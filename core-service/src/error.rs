use thiserror::Error;

#[derive(Error, Debug)]
pub enum CoreError {
    #[error("Core initialization failed: {0}")]
    InitializationFailed(String),

    #[error("Runtime error: {0}")]
    Runtime(#[from] core_runtime::Error),

    #[error("Offline cache error: {0}")]
    Offline(#[from] core_offline::OfflineError),
}

pub type Result<T> = std::result::Result<T, CoreError>;
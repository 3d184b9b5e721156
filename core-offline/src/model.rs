//! Cache record types.

use serde::{Deserialize, Serialize};

/// A locally persisted description of a video, sufficient to display it
/// without network access.
///
/// Serialized with camelCase field names so the persisted JSON matches what
/// web hosts already store under the cache key.
#[derive(Debug, Clone, PartialEq, Eq, Serialize, Deserialize)]
#[serde(rename_all = "camelCase")]
pub struct CachedVideo {
    /// Unique key within the store.
    pub id: String,
    pub video_url: String,
    pub thumbnail_url: String,
    pub caption: String,
    /// Milliseconds since epoch, stamped by the store at insertion time.
    pub cached_at: i64,
}

/// Caller-supplied video description; `cached_at` is never supplied by the
/// caller.
#[derive(Debug, Clone, PartialEq, Eq)]
pub struct VideoMeta {
    pub id: String,
    pub video_url: String,
    pub thumbnail_url: String,
    pub caption: String,
}

impl VideoMeta {
    pub(crate) fn into_record(self, cached_at: i64) -> CachedVideo {
        CachedVideo {
            id: self.id,
            video_url: self.video_url,
            thumbnail_url: self.thumbnail_url,
            caption: self.caption,
            cached_at,
        }
    }
}

#[cfg(test)]
mod tests {
    use super::*;

    #[test]
    fn test_record_serializes_camel_case() {
        let record = CachedVideo {
            id: "v1".to_string(),
            video_url: "u1".to_string(),
            thumbnail_url: "t1".to_string(),
            caption: "hello".to_string(),
            cached_at: 1_700_000_000_000,
        };

        let json = serde_json::to_string(&record).unwrap();
        assert!(json.contains("\"videoUrl\":\"u1\""));
        assert!(json.contains("\"thumbnailUrl\":\"t1\""));
        assert!(json.contains("\"cachedAt\":1700000000000"));

        let back: CachedVideo = serde_json::from_str(&json).unwrap();
        assert_eq!(back, record);
    }

    #[test]
    fn test_meta_into_record_stamps_timestamp() {
        let meta = VideoMeta {
            id: "v1".to_string(),
            video_url: "u1".to_string(),
            thumbnail_url: "t1".to_string(),
            caption: "hello".to_string(),
        };

        let record = meta.into_record(42);
        assert_eq!(record.id, "v1");
        assert_eq!(record.cached_at, 42);
    }
}
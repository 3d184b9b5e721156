//! # Offline Cache Store
//!
//! Orchestrates the persisted video list and the connectivity flag over the
//! injected bridge ports.
//!
//! Every mutating call persists the full resulting list before the in-memory
//! state is updated, so a failed storage write leaves the observable state
//! unchanged. Connectivity transitions arrive on a background listener task
//! started by [`OfflineCacheStore::start`] and only flip a boolean; they
//! never touch the cached list.

use crate::error::{OfflineError, Result};
use crate::model::{CachedVideo, VideoMeta};
use bridge_traits::{Clock, ConnectivityMonitor, KeyValueStore};
use core_runtime::events::{CacheEvent, ConnectivityEvent, CoreEvent, EventBus};
use std::sync::atomic::{AtomicBool, Ordering};
use std::sync::{Arc, Mutex};
use tokio::sync::RwLock;
use tokio::task::JoinHandle;
use tracing::{debug, info, instrument, warn};

/// Storage key holding the JSON-serialized video list.
pub const CACHE_STORAGE_KEY: &str = "cached_videos";

/// Offline cache store.
///
/// Holds the insertion-ordered video list, mirrors it to durable storage,
/// and tracks host connectivity for the lifetime between [`start`] and
/// [`stop`].
///
/// [`start`]: OfflineCacheStore::start
/// [`stop`]: OfflineCacheStore::stop
pub struct OfflineCacheStore {
    kv: Arc<dyn KeyValueStore>,
    connectivity: Arc<dyn ConnectivityMonitor>,
    clock: Arc<dyn Clock>,
    events: Option<EventBus>,
    videos: RwLock<Vec<CachedVideo>>,
    online: Arc<AtomicBool>,
    listener: Mutex<Option<JoinHandle<()>>>,
}

impl OfflineCacheStore {
    /// Create a new store over the given ports.
    ///
    /// The store is inert until [`start`](Self::start) is called.
    pub fn new(
        kv: Arc<dyn KeyValueStore>,
        connectivity: Arc<dyn ConnectivityMonitor>,
        clock: Arc<dyn Clock>,
    ) -> Self {
        Self {
            kv,
            connectivity,
            clock,
            events: None,
            videos: RwLock::new(Vec::new()),
            online: Arc::new(AtomicBool::new(false)),
            listener: Mutex::new(None),
        }
    }

    /// Attach an event bus for cache and connectivity events.
    pub fn with_event_bus(mut self, events: EventBus) -> Self {
        self.events = Some(events);
        self
    }

    /// Initialize the store: load the persisted list, read current
    /// connectivity, and subscribe to connectivity transitions.
    ///
    /// If the persisted list does not parse, the store starts with an empty
    /// in-memory list and returns [`OfflineError::StorageCorrupt`] so the
    /// host can decide whether to clear storage or abort; the corrupt value
    /// is left in place.
    #[instrument(skip(self))]
    pub async fn start(&self) -> Result<()> {
        let mut corrupt: Option<serde_json::Error> = None;

        let loaded: Vec<CachedVideo> = match self.kv.get(CACHE_STORAGE_KEY).await? {
            Some(raw) => match serde_json::from_str(&raw) {
                Ok(list) => list,
                Err(e) => {
                    warn!(error = %e, "Persisted cache list is corrupt, starting empty");
                    corrupt = Some(e);
                    Vec::new()
                }
            },
            None => Vec::new(),
        };

        let count = loaded.len();
        *self.videos.write().await = loaded;

        let online = self.connectivity.is_online().await.unwrap_or(false);
        self.online.store(online, Ordering::SeqCst);

        let mut stream = self.connectivity.subscribe_changes().await?;
        let flag = Arc::clone(&self.online);
        let events = self.events.clone();
        let handle = tokio::spawn(async move {
            while let Some(state) = stream.next().await {
                let now_online = state.is_online();
                let was_online = flag.swap(now_online, Ordering::SeqCst);
                if was_online == now_online {
                    continue;
                }
                debug!(online = now_online, "Connectivity changed");
                if let Some(bus) = &events {
                    let event = if now_online {
                        ConnectivityEvent::Online
                    } else {
                        ConnectivityEvent::Offline
                    };
                    bus.emit(CoreEvent::Connectivity(event)).ok();
                }
            }
        });

        if let Some(old) = self.listener.lock().unwrap().replace(handle) {
            old.abort();
        }

        info!(videos = count, online, "Offline cache store started");

        match corrupt {
            Some(e) => Err(OfflineError::StorageCorrupt(e)),
            None => Ok(()),
        }
    }

    /// Tear down the connectivity listener. Cached state stays readable.
    pub fn stop(&self) {
        if let Some(handle) = self.listener.lock().unwrap().take() {
            handle.abort();
            debug!("Connectivity listener stopped");
        }
    }

    /// Current connectivity as last reported by the host.
    pub fn is_online(&self) -> bool {
        self.online.load(Ordering::SeqCst)
    }

    /// Snapshot of the cached video list, oldest distinct insertion first.
    pub async fn cached_videos(&self) -> Vec<CachedVideo> {
        self.videos.read().await.clone()
    }

    /// Cache a video for offline playback.
    ///
    /// Any existing record with the same `id` is replaced (last-write-wins)
    /// and moves to the end of the list; `cached_at` is stamped from the
    /// injected clock.
    #[instrument(skip(self, meta), fields(video_id = %meta.id))]
    pub async fn cache_video(&self, meta: VideoMeta) -> Result<()> {
        let video_id = meta.id.clone();
        let cached_at = self.clock.unix_timestamp_millis();

        let mut guard = self.videos.write().await;
        let mut next: Vec<CachedVideo> = guard
            .iter()
            .filter(|v| v.id != video_id)
            .cloned()
            .collect();
        next.push(meta.into_record(cached_at));

        self.persist(&next).await?;
        *guard = next;
        drop(guard);

        debug!(cached_at, "Video cached");
        self.emit(CoreEvent::Cache(CacheEvent::VideoCached { video_id }));
        Ok(())
    }

    /// Remove the record with the given `id`, if present.
    ///
    /// Removing an absent `id` is a no-op, not an error; the resulting list
    /// is persisted either way.
    #[instrument(skip(self))]
    pub async fn remove_cached_video(&self, id: &str) -> Result<()> {
        let mut guard = self.videos.write().await;
        let next: Vec<CachedVideo> = guard.iter().filter(|v| v.id != id).cloned().collect();
        let removed = next.len() < guard.len();

        self.persist(&next).await?;
        *guard = next;
        drop(guard);

        if removed {
            debug!("Video removed from cache");
            self.emit(CoreEvent::Cache(CacheEvent::VideoRemoved {
                video_id: id.to_string(),
            }));
        }
        Ok(())
    }

    /// Empty the cache and delete the persisted key entirely.
    ///
    /// After this call the storage key is absent, not an empty-array value.
    #[instrument(skip(self))]
    pub async fn clear_cache(&self) -> Result<()> {
        let mut guard = self.videos.write().await;
        self.kv.delete(CACHE_STORAGE_KEY).await?;
        let removed = guard.len();
        guard.clear();
        drop(guard);

        info!(removed, "Offline cache cleared");
        self.emit(CoreEvent::Cache(CacheEvent::CacheCleared { removed }));
        Ok(())
    }

    async fn persist(&self, videos: &[CachedVideo]) -> Result<()> {
        let raw = serde_json::to_string(videos)?;
        self.kv.set(CACHE_STORAGE_KEY, &raw).await?;
        Ok(())
    }

    fn emit(&self, event: CoreEvent) {
        if let Some(bus) = &self.events {
            bus.emit(event).ok();
        }
    }
}

impl Drop for OfflineCacheStore {
    fn drop(&mut self) {
        self.stop();
    }
}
====
[Required action]:
Show every line in the listing above that carries the word "filename".

[Task answer]:
filename core-service/src/error.rs
filename core-offline/src/model.rs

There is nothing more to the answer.